A destituição do poder da família e da comunidade
O professor de História israelense e autor do best-seller internacional Sapiens: Uma breve história da humanidade, Yuval Harari apresenta uma interessante reflexão sobre o motivo do poder da família e da comunidade estar enfraquecido.
Para ele, hoje os indivíduos estão cada vez mais sujeitos aos ditames dos governos e das indústrias modernas. A Revolução Industrial abriu caminho para uma longa linha de experimentos em engenharia social e uma série ainda mais longa de transformações imprevistas na vida cotidiana e na mentalidade humana. Ela provocou dezenas de reviravoltas importantes na sociedade. Sendo que a revolução social mais grandiosa e impactante que já atingiu a humanidade: O colapso da família e da comunidade local e sua substituição pelo Estado e pelo mercado.
Desde que o mundo é mundo, pelo menos há mais de 1 milhão de anos, os humanos viviam em pequenas comunidades íntimas, em que quase todos os membros eram parentes. Nem a Revolução Cognitiva, nem mesmo a Revolução Neolítica, que remodelou todo o modo de viver mudou isso. Em pouco mais de dois séculos a Revolução Industrial conseguiu acabar com essa forma de organização, retirando a maior parte das funções tradicionais das famílias e comunidades e entregando para os Estados e os mercados.

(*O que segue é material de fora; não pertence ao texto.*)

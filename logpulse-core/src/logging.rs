use tracing_subscriber::{EnvFilter, fmt};

/// Initialize the logging system with JSON formatting and environment-based filtering
///
/// This function sets up the logging infrastructure using tracing-subscriber:
/// - Uses `RUST_LOG` for level filtering (defaults to "info" if not set)
/// - Configures JSON output format for structured logging
/// - Flattens event fields for cleaner log output
/// - Writes to stderr, leaving stdout to the rendered report
pub fn init_logging() {
    let filter = EnvFilter::try_from_default_env().unwrap_or_else(|_| EnvFilter::new("info"));

    fmt()
        .with_env_filter(filter)
        .with_writer(std::io::stderr)
        .json()
        .flatten_event(true)
        .init();
}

Harari lembra que antes da Revolução Industrial, a vida cotidiana da maioria dos humanos seguia seu curso no interior destas três estruturas: a família nuclear, a família estendida e a comunidade íntima local. Tudo isso mudou radicalmente nos últimos dois séculos.
O mercado e o Estado logo viram que seu caminho estava bloqueado por famílias e comunidades tradicionais que não curtiam muito que viessem meter o bedelho nas decisões delas. Os velhos da família e da comunidade relutavam em deixar a geração mais jovem ser doutrinada. Com o tempo, os Estados e os mercados passaram a usar seu poder crescente para enfraquecer os vínculos tradicionais da família e da comunidade.
Quanto mais a sociedade vai se industrializando mais estes vínculos vão sendo enfraquecidos.
Segundo Harari, para acabar com o poder da família e da comunidade o Estado e o mercado abordaram as pessoas com uma oferta que não podia ser recusada. “Tornem-se indivíduos”, eles disseram. Vivam como desejarem. Vocês já não dependem da família ou da comunidade. Nós, o Estado e o mercado, tomaremos conta de vocês”. O Estado e o mercado são a mãe e o pai do indivíduo, e o indivíduo só pode sobreviver graças a eles. (2015, p. 369)
A família nuclear desempenha papéis políticos e econômicos e funções emocionais importantes. A perda de famílias e comunidades fortes faz com que nos sintamos alienados e ameaçados pelo poder que o Estado e o mercado impessoais exercem sobre nossa vida.
Estados e mercados compostos de indivíduos alienados podem intervir muito mais facilmente na vida de seus membros do que Estados e mercados compostos de famílias e comunidades fortes. O Estado e o mercado pintam e bordam. Mas isso é mais evidente onde existe pouca cultura de associativismo. Onde a comunidade não consegue se unir para reivindicar e resistir. Milhões de anos de evolução nos projetaram para viver e pensar como membros de uma comunidade; em apenas dois séculos, nos tornamos indivíduos alienados. Os Estados e os mercados destituíram a família da maioria de seus papéis políticos e econômicos, deixaram algumas funções emocionais.
Penso que temos que discutir meios de fortalecer estas estruturas antigas: a família e a comunidade íntima local para fazer frente aos ditames do poder estabelecido.
HARARI, Yuval Noah. Sapiens – uma breve história da humanidade. Porto Alegre: L&PM, 2015.